Study Title: HER2 heterogeneous breast cancer models reveal novel therapeutic targets and subclonal dynamics during evolution to resistance to HER2-targeted therapies

Publication: Cancer Discovery

Dana-Farber Cancer Institute corresponding author: Kornelia Polyak, MD, PhD

Summary: Drugs that target human epidermal growth factor receptor 2 (HER2) have revolutionized the treatment of HER2-positive breast cancer. Many tumors, however, are heterogeneous, with a mix of high- and low-HER2 expression levels that is associated with worse responses and shorter survival after treatment with HER2-targeted medicines. Dana-Farber’s Kornelia Polyak, MD, PhD and Marie-Anne Goyette, PhD postdoctoral fellow in the lab developed models of HER2 heterogeneous breast cancer to study resistance to HER2-targeting antibody-drug conjugates such as T-DXd. 

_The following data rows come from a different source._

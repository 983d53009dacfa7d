use axum::{
    Json,
    http::StatusCode,
    response::{IntoResponse, Response},
};
use serde::Serialize;
use thiserror::Error;

#[derive(Debug, Error)]
pub enum AppError {
    #[error("Validation error: {0}")]
    ValidationError(#[from] validator::ValidationErrors),

    #[error("Bad request: {0}")]
    BadRequest(anyhow::Error),

    #[error("Not found: {0}")]
    NotFound(anyhow::Error),

    #[error("Unauthorized: {0}")]
    Unauthorized(anyhow::Error),

    #[error("Forbidden: {0}")]
    Forbidden(anyhow::Error),

    #[error("Internal server error: {0}")]
    InternalError(#[from] anyhow::Error),

    #[error("Bad Gateway: {0}")]
    BadGateway(String),

    #[error("Service Unavailable")]
    ServiceUnavailable,

    #[error("Database error: {0}")]
    DatabaseError(anyhow::Error),

    #[error("Invalid token: {0}")]
    InvalidToken(#[from] jsonwebtoken::errors::Error),

    #[error("Configuration error: {0}")]
    ConfigError(anyhow::Error),
}

impl From<config::ConfigError> for AppError {
    fn from(err: config::ConfigError) -> Self {
        AppError::ConfigError(anyhow::Error::new(err))
    }
}

impl From<std::io::Error> for AppError {
    fn from(err: std::io::Error) -> Self {
        AppError::InternalError(anyhow::Error::new(err))
    }
}

impl From<sqlx::Error> for AppError {
    fn from(err: sqlx::Error) -> Self {
        AppError::DatabaseError(anyhow::Error::new(err))
    }
}

impl IntoResponse for AppError {
    fn into_response(self) -> Response {
        #[derive(Serialize)]
        struct ErrorResponse {
            error: String,
            #[serde(skip_serializing_if = "Option::is_none")]
            details: Option<String>,
        }

        let (status, error_message, details) = match self {
            AppError::ValidationError(err) => (
                StatusCode::BAD_REQUEST,
                "Validation error".to_string(),
                Some(err.to_string()),
            ),
            AppError::BadRequest(err) => (StatusCode::BAD_REQUEST, err.to_string(), None),
            AppError::NotFound(err) => (StatusCode::NOT_FOUND, err.to_string(), None),
            AppError::Unauthorized(err) => (StatusCode::UNAUTHORIZED, err.to_string(), None),
            AppError::Forbidden(err) => (StatusCode::FORBIDDEN, err.to_string(), None),
            AppError::InternalError(err) => (
                StatusCode::INTERNAL_SERVER_ERROR,
                "Internal server error".to_string(),
                Some(err.to_string()),
            ),
            AppError::BadGateway(msg) => (
                StatusCode::BAD_GATEWAY,
                format!("Bad Gateway: {}", msg),
                None,
            ),
            AppError::ServiceUnavailable => (
                StatusCode::SERVICE_UNAVAILABLE,
                "Service unavailable".to_string(),
                None,
            ),
            AppError::DatabaseError(err) => (
                StatusCode::INTERNAL_SERVER_ERROR,
                "Database error".to_string(),
                Some(err.to_string()),
            ),
            AppError::InvalidToken(err) => (
                StatusCode::UNAUTHORIZED,
                "Invalid token".to_string(),
                Some(err.to_string()),
            ),
            AppError::ConfigError(err) => (
                StatusCode::INTERNAL_SERVER_ERROR,
                "Configuration error".to_string(),
                Some(err.to_string()),
            ),
        };

        (
            status,
            Json(ErrorResponse {
                error: error_message,
                details,
            }),
        )
            .into_response()
    }
}
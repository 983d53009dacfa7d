//! OpenAI chat-completions provider.

use super::{
    ChatMessage, ChatProvider, Completion, CompletionRequest, ProviderError, TokenUsage,
};
use async_trait::async_trait;
use reqwest::Client;
use serde::{Deserialize, Serialize};

/// OpenAI provider configuration.
#[derive(Debug, Clone)]
pub struct OpenAiProviderConfig {
    pub api_key: String,
    /// API root, e.g. `https://api.openai.com/v1`.
    pub base_url: String,
}

pub struct OpenAiChatProvider {
    config: OpenAiProviderConfig,
    client: Client,
}

impl OpenAiChatProvider {
    pub fn new(config: OpenAiProviderConfig) -> Self {
        let client = Client::builder()
            .timeout(std::time::Duration::from_secs(120))
            .build()
            .expect("Failed to create HTTP client");

        Self { config, client }
    }

    fn api_url(&self, path: &str) -> String {
        format!("{}/{}", self.config.base_url.trim_end_matches('/'), path)
    }
}

#[async_trait]
impl ChatProvider for OpenAiChatProvider {
    async fn complete(&self, request: &CompletionRequest) -> Result<Completion, ProviderError> {
        let body = ChatCompletionRequest {
            model: &request.model,
            messages: &request.messages,
            temperature: request.temperature,
            max_tokens: request.max_tokens,
        };

        tracing::debug!(
            model = %request.model,
            message_count = request.messages.len(),
            "Sending chat completion request"
        );

        let response = self
            .client
            .post(self.api_url("chat/completions"))
            .bearer_auth(&self.config.api_key)
            .json(&body)
            .send()
            .await
            .map_err(|e| ProviderError::Network(e.to_string()))?;

        if !response.status().is_success() {
            let status = response.status();
            let error_text = response.text().await.unwrap_or_default();

            if status.as_u16() == 429 {
                return Err(ProviderError::RateLimited);
            }

            return Err(ProviderError::Api {
                status: status.as_u16(),
                message: error_text,
            });
        }

        let api_response: ChatCompletionResponse = response.json().await.map_err(|e| {
            ProviderError::Api {
                status: 200,
                message: format!("Failed to parse response: {}", e),
            }
        })?;

        let content = api_response
            .choices
            .into_iter()
            .next()
            .and_then(|c| c.message.content)
            .unwrap_or_default();

        let usage = match api_response.usage {
            Some(u) => TokenUsage {
                prompt_tokens: u.prompt_tokens,
                completion_tokens: u.completion_tokens,
                total_tokens: u.total_tokens,
            },
            None => {
                let prompt_chars: usize =
                    request.messages.iter().map(|m| m.content.len()).sum();
                TokenUsage::estimate(prompt_chars, content.len())
            }
        };

        Ok(Completion {
            content,
            model: api_response
                .model
                .unwrap_or_else(|| request.model.clone()),
            usage,
        })
    }

    async fn health_check(&self) -> Result<(), ProviderError> {
        if self.config.api_key.is_empty() {
            return Err(ProviderError::NotConfigured(
                "OpenAI API key not configured".to_string(),
            ));
        }

        let response = self
            .client
            .get(self.api_url("models"))
            .bearer_auth(&self.config.api_key)
            .send()
            .await
            .map_err(|e| ProviderError::Network(e.to_string()))?;

        if response.status().is_success() {
            Ok(())
        } else {
            Err(ProviderError::Api {
                status: response.status().as_u16(),
                message: "Health check failed".to_string(),
            })
        }
    }
}

// ============================================================================
// OpenAI API Request/Response Types
// ============================================================================

#[derive(Debug, Serialize)]
struct ChatCompletionRequest<'a> {
    model: &'a str,
    messages: &'a [ChatMessage],
    temperature: f32,
    max_tokens: i64,
}

#[derive(Debug, Deserialize)]
struct ChatCompletionResponse {
    #[serde(default)]
    model: Option<String>,
    #[serde(default)]
    choices: Vec<Choice>,
    #[serde(default)]
    usage: Option<UsagePayload>,
}

#[derive(Debug, Deserialize)]
struct Choice {
    message: ChoiceMessage,
}

#[derive(Debug, Deserialize)]
struct ChoiceMessage {
    #[serde(default)]
    content: Option<String>,
}

#[derive(Debug, Deserialize)]
struct UsagePayload {
    prompt_tokens: i64,
    completion_tokens: i64,
    total_tokens: i64,
}
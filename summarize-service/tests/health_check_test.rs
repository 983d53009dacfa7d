//! Liveness endpoint tests.

mod common;

use common::TestApp;

#[tokio::test]
async fn root_returns_ok_without_auth() {
    let app = TestApp::spawn().await;
    let client = app.client();

    let response = client
        .get(&app.address)
        .send()
        .await
        .expect("Failed to execute request");

    assert_eq!(response.status(), 200);

    let body: serde_json::Value = response.json().await.expect("Failed to parse JSON");
    assert_eq!(body["status"], "ok");
    assert_eq!(body["service"], "summarize-service");
}

#[tokio::test]
async fn health_alias_returns_ok() {
    let app = TestApp::spawn().await;
    let client = app.client();

    let response = client
        .get(format!("{}/health", app.address))
        .send()
        .await
        .expect("Failed to execute request");

    assert_eq!(response.status(), 200);
}

#[tokio::test]
async fn liveness_probe_has_no_side_effects() {
    let app = TestApp::spawn().await;
    let client = app.client();

    client
        .get(&app.address)
        .send()
        .await
        .expect("Failed to execute request");

    // The probe must not touch the store or the provider.
    assert_eq!(app.store.read_count(), 0);
    assert_eq!(app.provider.calls(), 0);
}
//! Application startup and lifecycle management.

use crate::config::SummarizeConfig;
use crate::services::providers::{ChatProvider, OpenAiChatProvider, OpenAiProviderConfig};
use crate::services::{metrics, Database, QuotaStore, TokenVerifier};
use crate::{build_router, AppState};
use service_core::error::AppError;
use std::net::SocketAddr;
use std::sync::Arc;
use tokio::net::TcpListener;
use tokio::signal;

/// Application container for managing server lifecycle.
pub struct Application {
    port: u16,
    listener: TcpListener,
    state: AppState,
}

impl Application {
    /// Wire up the real collaborators from configuration.
    ///
    /// Fails fast: an unreachable store or incomplete configuration stops
    /// startup instead of failing lazily per request.
    pub async fn build(config: SummarizeConfig) -> Result<Self, AppError> {
        metrics::init_metrics();

        let db = Database::new(
            &config.database.url,
            config.database.max_connections,
            config.database.min_connections,
        )
        .await
        .map_err(|e| {
            tracing::error!("Failed to connect to PostgreSQL: {}", e);
            e
        })?;

        let provider = OpenAiChatProvider::new(OpenAiProviderConfig {
            api_key: config.openai.api_key.clone(),
            base_url: config.openai.base_url.clone(),
        });
        tracing::info!(
            model = %config.models.default_model,
            base_url = %config.openai.base_url,
            "Initialized OpenAI chat provider"
        );

        let verifier = TokenVerifier::new(&config.auth.jwt_secret);

        let state = AppState {
            config: config.clone(),
            verifier,
            store: Arc::new(db) as Arc<dyn QuotaStore>,
            provider: Arc::new(provider) as Arc<dyn ChatProvider>,
        };

        // Bind listener (port 0 = random port for testing)
        let addr = SocketAddr::from(([0, 0, 0, 0], config.common.port));
        let listener = TcpListener::bind(addr).await.map_err(|e| {
            tracing::error!("Failed to bind listener to {}: {}", addr, e);
            AppError::from(e)
        })?;
        let port = listener.local_addr()?.port();

        tracing::info!("Summarize service listening on port {}", port);

        Ok(Self {
            port,
            listener,
            state,
        })
    }

    /// Get the port the server is listening on.
    pub fn port(&self) -> u16 {
        self.port
    }

    /// Run the application until stopped.
    pub async fn run_until_stopped(self) -> std::io::Result<()> {
        let router = build_router(self.state);

        axum::serve(self.listener, router)
            .with_graceful_shutdown(shutdown_signal())
            .await
    }
}

async fn shutdown_signal() {
    let ctrl_c = async {
        signal::ctrl_c()
            .await
            .expect("Failed to install Ctrl+C handler");
    };

    #[cfg(unix)]
    let terminate = async {
        signal::unix::signal(signal::unix::SignalKind::terminate())
            .expect("Failed to install SIGTERM handler")
            .recv()
            .await;
    };

    #[cfg(not(unix))]
    let terminate = std::future::pending::<()>();

    tokio::select! {
        _ = ctrl_c => {},
        _ = terminate => {},
    }

    tracing::info!("Shutdown signal received");
}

Using these models, the team found that HER2-low cells were not as susceptible to killing by T-DXd than HER2-high cells. However, HER2-low cells promote regrowth of surviving HER2-high cells and the recurrence of HER2 heterogeneous tumors. CRISPR screens identified a factor called USP9X, the loss of which could sensitize HER2-low cells to T-DXd treatment. Data from a previous clinical trial strengthened the hypothesis, showing that higher USP9X expression was present in tumors after treatment with T-DM1 (another HER2-targeting  antibody-drug conjugate) in patients with HER2 heterogeneous tumors. In tests in their animal models, USP9X inhibitor in combination with T-DXd led to improved tumor suppression and longer recurrence-free survival. USP9X inhibitors are in the early stages of clinical development.

Significance: About 20 percent of breast cancer cases are HER2-positive. Tumors that contain a mix of HER2-high and HER2-low cells resist treatment with HER2-targeted medicines. This study uses novel preclinical models of HER2 heterogeneous breast cancer to uncover the mechanisms that drive treatment resistance. The findings support the consideration of HER2 heterogeneity in clinical decision making and suggest further study of a novel treatment strategy for overcoming resistance.

Funding: The National Institutes of Health, The Canadian Institutes of Health, the Cancer Research Society, and BMO Financial Group.